Will it be believed that a really able and scientific man, writing by appointment of the president of the Royal Society in England in the year 1835, should have revived and adopted with slight modifications, the essential features of this hypothesis of dissolution and reconsolidation of the earth by the deluge ! Yet Mr. Kirby has done it in his Bridgewater Treatise, already referred to. He does not, indeed, contend for the smooth orbicular crust of Burnet; yet he does undertake to show, both from reason and Scripture, that there is a vast abyss of waters beneath the crust of the globe, or under the earth, distinct from the ocean, though in communication with it;" and he “contends that the principal reservoir from which they (rivers) are supplied, has its station under the earth.Nay, he inquires whether besides the unexplored parts of the surface of the earth, and of the bed of the ocean, we are sure that there is no receptacle for animal life in its womb?" And after a long argument he says, “ all circumstances above stated being duly weighed, and especially the discovery of a species in the depths of the earth, related to one of the fossil ones, I trust that my hypothesis of a subterraneous metropolis for the Saurian, and perhaps other reptiles, will not be deemed so improbable and startling as it may at the first blush appear.” In this metropolis' he imagines those enormous fossil Saurians, hitherto regarded as extinct, may still be living; while our “smaller ones may be regarded as inhabiting the outskirts of the proper station or metropolis of their tribe.” This is certainly one step in absurdity beyond the dreams of a visionary of our own country and our own times, well known for his speculations respecting the interior of the earth.

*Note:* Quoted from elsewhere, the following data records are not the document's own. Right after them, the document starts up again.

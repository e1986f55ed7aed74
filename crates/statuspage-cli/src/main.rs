mod cmd;
mod output;

use clap::{Parser, Subcommand};
use cmd::RepoArgs;

#[derive(Parser)]
#[command(
    name = "statuspage",
    about = "Generate a status page from GitHub issues and publish it to GitHub Pages",
    version,
    propagate_version = true
)]
struct Cli {
    /// Output as JSON
    #[arg(long, global = true, short = 'j')]
    json: bool,

    #[command(subcommand)]
    command: Commands,
}

#[derive(Subcommand)]
enum Commands {
    /// Create a new status page repository and publish the first page
    Create {
        #[command(flatten)]
        repo: RepoArgs,

        /// Comma-separated systems to track, e.g. "Website,API"
        #[arg(long)]
        systems: String,

        /// Create a private repository
        #[arg(long)]
        private: bool,
    },

    /// Regenerate the page from current issues and publish it if it changed
    Update {
        #[command(flatten)]
        repo: RepoArgs,
    },

    /// Show the current status of every system without publishing
    Status {
        #[command(flatten)]
        repo: RepoArgs,
    },

    /// Refresh the template and static assets on the pages branch
    Upgrade {
        #[command(flatten)]
        repo: RepoArgs,
    },

    /// Start tracking a new system
    AddSystem {
        #[command(flatten)]
        repo: RepoArgs,

        /// System name (label to create)
        #[arg(long)]
        system: String,

        /// Regenerate the page after the system was added
        #[arg(long)]
        update: bool,
    },

    /// Stop tracking a system
    RemoveSystem {
        #[command(flatten)]
        repo: RepoArgs,

        /// System name (label to delete)
        #[arg(long)]
        system: String,

        /// Regenerate the page after the system was removed
        #[arg(long)]
        update: bool,
    },
}

fn main() {
    let cli = Cli::parse();

    tracing_subscriber::fmt()
        .with_env_filter(
            tracing_subscriber::EnvFilter::from_default_env()
                .add_directive(tracing::Level::WARN.into()),
        )
        .with_target(false)
        .with_writer(std::io::stderr)
        .init();

    let result = match cli.command {
        Commands::Create {
            repo,
            systems,
            private,
        } => cmd::create::run(&repo, &systems, private, cli.json),
        Commands::Update { repo } => cmd::update::run(&repo, cli.json),
        Commands::Status { repo } => cmd::update::status(&repo, cli.json),
        Commands::Upgrade { repo } => cmd::upgrade::run(&repo, cli.json),
        Commands::AddSystem {
            repo,
            system,
            update,
        } => cmd::system::add(&repo, &system, update, cli.json),
        Commands::RemoveSystem {
            repo,
            system,
            update,
        } => cmd::system::remove(&repo, &system, update, cli.json),
    };

    if let Err(e) = result {
        // Print the full error chain (anyhow's alternate Display)
        eprintln!("error: {e:#}");
        std::process::exit(1);
    }
}
use crate::error::{Result, StatusPageError};
use rust_embed::Embed;

/// Page assets shipped with the binary and uploaded to the pages branch by
/// `create` and `upgrade`.
#[derive(Embed)]
#[folder = "template/"]
pub struct Assets;

/// Uploaded in this order.
pub const ASSET_FILES: &[&str] = &[
    "template.html",
    "style.css",
    "statuspage.js",
    "translations.ini",
];

impl Assets {
    pub fn text(name: &str) -> Result<String> {
        let file =
            <Assets as Embed>::get(name).ok_or_else(|| StatusPageError::UnknownAsset(name.to_string()))?;
        Ok(String::from_utf8(file.data.into_owned())?)
    }
}
use crate::output::print_json;
use anyhow::Context;
use statuspage_core::repo::{add_system, remove_system, SystemChange};

use super::RepoArgs;

pub fn add(args: &RepoArgs, system: &str, update: bool, json: bool) -> anyhow::Result<()> {
    let client = args.client()?;
    let repo = args.repo(&client)?;
    let change = add_system(&repo, system).with_context(|| format!("failed to add system '{system}'"))?;
    report(system, change, json)?;
    if update && change.changed() {
        super::update::run(args, json)?;
    }
    Ok(())
}

pub fn remove(args: &RepoArgs, system: &str, update: bool, json: bool) -> anyhow::Result<()> {
    let client = args.client()?;
    let repo = args.repo(&client)?;
    let change =
        remove_system(&repo, system).with_context(|| format!("failed to remove system '{system}'"))?;
    report(system, change, json)?;
    if update && change.changed() {
        super::update::run(args, json)?;
    }
    Ok(())
}

fn report(system: &str, change: SystemChange, json: bool) -> anyhow::Result<()> {
    if json {
        return print_json(&serde_json::json!({
            "system": system.trim(),
            "change": change,
        }));
    }
    match change {
        SystemChange::Added => println!("Successfully added new system {system}"),
        SystemChange::Removed => println!("Successfully deleted {system}"),
        SystemChange::AlreadyExists => {
            println!("Unable to add new system {system}, it already exists.")
        }
        SystemChange::NotFound => {
            println!("Unable to remove system {system}, it does not exist.")
        }
    }
    Ok(())
}
use crate::config::PageConfig;
use crate::error::Result;
use crate::incident::Incident;
use crate::status::{Panel, System};
use minijinja::Environment;
use serde::Serialize;

pub const TEMPLATE_FILE: &str = "template.html";

/// Everything the page template can see.
#[derive(Debug, Clone, Copy, Serialize)]
pub struct PageContext<'a> {
    pub systems: &'a [System],
    pub incidents: &'a [Incident],
    pub panels: &'a [Panel],
    pub config: &'a PageConfig,
}

/// Render `template` with `context`. Output is not autoescaped; the template
/// is content the repository owner controls.
pub fn render(template: &str, context: &PageContext<'_>) -> Result<String> {
    let env = Environment::new();
    Ok(env.render_str(template, context)?)
}
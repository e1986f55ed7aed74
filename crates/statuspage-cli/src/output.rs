use serde::Serialize;
use statuspage_core::status::System;

pub fn print_json<T: Serialize>(value: &T) -> anyhow::Result<()> {
    let json = serde_json::to_string_pretty(value)?;
    println!("{json}");
    Ok(())
}

pub fn print_table(headers: &[&str], rows: Vec<Vec<String>>) {
    let mut widths: Vec<usize> = headers.iter().map(|h| h.len()).collect();
    for row in &rows {
        for (i, cell) in row.iter().enumerate() {
            if i < widths.len() {
                widths[i] = widths[i].max(cell.len());
            }
        }
    }

    let header_row: Vec<String> = headers
        .iter()
        .enumerate()
        .map(|(i, h)| format!("{:width$}", h, width = widths[i]))
        .collect();
    println!("{}", header_row.join("  "));

    let sep: Vec<String> = widths.iter().map(|&w| "-".repeat(w)).collect();
    println!("{}", sep.join("  "));

    for row in &rows {
        let cells: Vec<String> = row
            .iter()
            .enumerate()
            .map(|(i, cell)| {
                let w = widths.get(i).copied().unwrap_or(0);
                format!("{:width$}", cell, width = w)
            })
            .collect();
        println!("{}", cells.join("  ").trim_end());
    }
}

pub fn print_systems(systems: &[System]) {
    if systems.is_empty() {
        println!("No systems tracked yet. Add one with 'statuspage add-system'.");
        return;
    }
    let rows = systems
        .iter()
        .map(|s| vec![s.name.clone(), s.status.to_string()])
        .collect();
    print_table(&["SYSTEM", "STATUS"], rows);
}
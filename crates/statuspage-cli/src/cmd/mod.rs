pub mod create;
pub mod system;
pub mod update;
pub mod upgrade;

use anyhow::Context;
use clap::Args;
use statuspage_core::github::{GithubClient, RepoClient, DEFAULT_API_URL};

/// Where the status page lives and how to reach it.
#[derive(Args, Debug, Clone)]
pub struct RepoArgs {
    /// Repository name
    #[arg(long)]
    pub name: String,

    /// Organization owning the repository (default: the token's user)
    #[arg(long)]
    pub org: Option<String>,

    /// GitHub API token
    #[arg(long, env = "GITHUB_TOKEN", hide_env_values = true)]
    pub token: String,

    /// GitHub API base URL
    #[arg(long, env = "STATUSPAGE_API_URL", default_value = DEFAULT_API_URL)]
    pub api_url: String,
}

impl RepoArgs {
    pub fn client(&self) -> anyhow::Result<GithubClient> {
        GithubClient::new(&self.api_url, &self.token).context("failed to create GitHub client")
    }

    /// Resolve the owner and scope a client to the page repository.
    pub fn repo<'a>(&self, client: &'a GithubClient) -> anyhow::Result<RepoClient<'a>> {
        let owner = statuspage_core::repo::resolve_owner(client, self.org.as_deref())
            .context("failed to resolve repository owner")?;
        Ok(client.repo(owner, self.name.clone()))
    }
}
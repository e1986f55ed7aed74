use serde::{Deserialize, Serialize};
use std::fmt;

/// Colour shared by every label that names a monitored system.
pub const SYSTEM_LABEL_COLOR: &str = "171717";

// ---------------------------------------------------------------------------
// Severity
// ---------------------------------------------------------------------------

/// Incident severity, ordered by impact.
#[derive(Debug, Clone, Copy, PartialEq, Eq, Hash, PartialOrd, Ord, Serialize, Deserialize)]
pub enum Severity {
    #[serde(rename = "investigating")]
    Investigating,
    #[serde(rename = "degraded performance")]
    DegradedPerformance,
    #[serde(rename = "major outage")]
    MajorOutage,
}

impl Severity {
    pub fn all() -> &'static [Severity] {
        &[
            Severity::Investigating,
            Severity::DegradedPerformance,
            Severity::MajorOutage,
        ]
    }

    pub fn as_str(self) -> &'static str {
        match self {
            Severity::Investigating => "investigating",
            Severity::DegradedPerformance => "degraded performance",
            Severity::MajorOutage => "major outage",
        }
    }

    /// Label colour (uppercase hex, no `#`) that marks this severity.
    pub fn color(self) -> &'static str {
        match self {
            Severity::Investigating => "1192FC",
            Severity::DegradedPerformance => "FFA500",
            Severity::MajorOutage => "FF4D4D",
        }
    }
}

impl fmt::Display for Severity {
    fn fmt(&self, f: &mut fmt::Formatter<'_>) -> fmt::Result {
        f.write_str(self.as_str())
    }
}

// ---------------------------------------------------------------------------
// Status
// ---------------------------------------------------------------------------

#[derive(Debug, Clone, Copy, PartialEq, Eq, Hash, PartialOrd, Ord, Serialize, Deserialize)]
pub enum Status {
    #[serde(rename = "operational")]
    Operational,
    #[serde(rename = "investigating")]
    Investigating,
    #[serde(rename = "degraded performance")]
    DegradedPerformance,
    #[serde(rename = "major outage")]
    MajorOutage,
}

impl Status {
    pub fn as_str(self) -> &'static str {
        match self {
            Status::Operational => "operational",
            Status::Investigating => "investigating",
            Status::DegradedPerformance => "degraded performance",
            Status::MajorOutage => "major outage",
        }
    }

    pub fn is_operational(self) -> bool {
        self == Status::Operational
    }
}

impl From<Severity> for Status {
    fn from(severity: Severity) -> Self {
        match severity {
            Severity::Investigating => Status::Investigating,
            Severity::DegradedPerformance => Status::DegradedPerformance,
            Severity::MajorOutage => Status::MajorOutage,
        }
    }
}

impl fmt::Display for Status {
    fn fmt(&self, f: &mut fmt::Formatter<'_>) -> fmt::Result {
        f.write_str(self.as_str())
    }
}

// ---------------------------------------------------------------------------
// Tests
// ---------------------------------------------------------------------------
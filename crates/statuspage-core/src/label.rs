use crate::models::Label;
use crate::types::{Severity, SYSTEM_LABEL_COLOR};

#[derive(Debug, Clone, Copy, PartialEq, Eq)]
pub enum LabelClass {
    System,
    Severity(Severity),
    Unclassified,
}

/// Classify a label by its colour. GitHub reports colours in lowercase hex,
/// so the comparison ignores case.
pub fn classify(color: &str) -> LabelClass {
    let color = color.trim_start_matches('#');
    if color.eq_ignore_ascii_case(SYSTEM_LABEL_COLOR) {
        return LabelClass::System;
    }
    Severity::all()
        .iter()
        .find(|s| color.eq_ignore_ascii_case(s.color()))
        .map_or(LabelClass::Unclassified, |&s| LabelClass::Severity(s))
}

pub fn is_system(label: &Label) -> bool {
    classify(&label.color) == LabelClass::System
}

/// Names of the system labels in `labels`, in the order given.
pub fn systems_of(labels: &[Label]) -> impl Iterator<Item = &str> {
    labels
        .iter()
        .filter(|l| is_system(l))
        .map(|l| l.name.as_str())
}

/// First recognised severity among `labels`.
pub fn severity_of(labels: &[Label]) -> Option<Severity> {
    labels.iter().find_map(|l| match classify(&l.color) {
        LabelClass::Severity(s) => Some(s),
        _ => None,
    })
}
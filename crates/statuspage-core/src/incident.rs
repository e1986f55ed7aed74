use crate::error::Result;
use crate::label::{severity_of, systems_of};
use crate::models::{Issue, IssueComment, IssueState};
use crate::types::Severity;
use chrono::{DateTime, Utc};
use serde::Serialize;
use std::collections::HashSet;

// ---------------------------------------------------------------------------
// Incident
// ---------------------------------------------------------------------------

#[derive(Debug, Clone, PartialEq, Eq, Serialize)]
pub struct Update {
    pub created: DateTime<Utc>,
    pub body: String,
}

#[derive(Debug, Clone, PartialEq, Eq, Serialize)]
pub struct Incident {
    pub number: u64,
    pub title: String,
    pub created: DateTime<Utc>,
    pub severity: Severity,
    pub closed: bool,
    pub body: String,
    pub systems: Vec<String>,
    pub updates: Vec<Update>,
}

/// Logins allowed to author incidents and updates.
pub type Collaborators = HashSet<String>;

/// Affected systems (sorted) and severity of an issue that belongs in the
/// incident history, or `None` if it does not qualify.
pub fn qualify(issue: &Issue, collaborators: &Collaborators) -> Option<(Vec<String>, Severity)> {
    let mut systems: Vec<String> = systems_of(&issue.labels).map(str::to_string).collect();
    if systems.is_empty() {
        return None;
    }
    let severity = severity_of(&issue.labels)?;
    if !collaborators.contains(&issue.user.login) {
        return None;
    }
    systems.sort();
    Some((systems, severity))
}

/// Turn qualifying issues into incidents, newest first.
///
/// `fetch_comments` is only called for issues that qualify. Comments by
/// non-collaborators are dropped; the rest keep the order they were fetched in.
pub fn build_incidents<F>(
    issues: &[Issue],
    collaborators: &Collaborators,
    mut fetch_comments: F,
) -> Result<Vec<Incident>>
where
    F: FnMut(&Issue) -> Result<Vec<IssueComment>>,
{
    let mut incidents = Vec::new();
    for issue in issues {
        let Some((systems, severity)) = qualify(issue, collaborators) else {
            continue;
        };

        let updates = fetch_comments(issue)?
            .into_iter()
            .filter(|c| collaborators.contains(&c.user.login))
            .map(|c| Update {
                created: c.created_at,
                body: c.body.unwrap_or_default(),
            })
            .collect();

        incidents.push(Incident {
            number: issue.number,
            title: issue.title.clone(),
            created: issue.created_at,
            severity,
            closed: issue.state == IssueState::Closed,
            body: issue.body.clone().unwrap_or_default(),
            systems,
            updates,
        });
    }

    incidents.sort_by(|a, b| b.created.cmp(&a.created));
    Ok(incidents)
}

// ---------------------------------------------------------------------------
// Tests
// ---------------------------------------------------------------------------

The exegetical skill by which Mr. Kirby makes the Scriptures teach the doctrine of a subterranean abyss of waters, and a subterranean metropolis of animals, reminds us of that which we have just presented from the treatise of Catcott. Thus, on the passage from the Apocalypse, 5: 13, “ And every creature which is in heaven and on the earth, and under the earth, and such as are in the sea, and all that are in them,” etc., he remarks: “Some interpreters understand this passage as relating to those men that were buried under the earth, or in the sea, but admitting they were meant in the spirit, the creatures in general are expressed in the letter, and therefore the outward symbol must have a real existence, as well as what is symbolized."* So on the same principle we suppose “ the great red dragon, having seven heads and ten horns, and seven crowns upon his head,” mentioned in Rev. xii, and “the beast rising up out of the sea, having seven heads and ten horns, and upon his horns ten crowns, and upon his heads the name of blasphemy," described in Rev. xïï; these being “outward symbols, must have a real existence.”

On the passage in Ps. xlv, “ Though thou hast sore broken us in the place of dragons, and covered us with the shadow of death,” Mr. Kirby remarks: “In these words the place of dragons, and the shadow of death evidently mean the same thing ; and the object of these metaphors is to express the lowest degree of affliction, depression, and degradation, equivalent to being brought down to hell

, or hades, in other passages. The shadow of death, properly speaking, is in the hidden or subterranean world. This appears from the passage of Job before quoted, in which the abyss, the gates of death and the gates of the shadow of death, are used as synonymous expressions, Job 38: 17. The place of dragons, then, according to this exposition, will be subterranean. In another Psalm, David couples dragons and abysses, Ps. 148: 7.”+

Mr. Kirby's exposition of the phrase windows of heaven, which were opened at the time of the deluge, corresponds with that already alluded to as given by Catcott and Hutchinson. He here quotes a criticism from his “ venerated friend, the late Rev.

* Bridgewater Treatise, p. 13.

+ Idem, p. 14.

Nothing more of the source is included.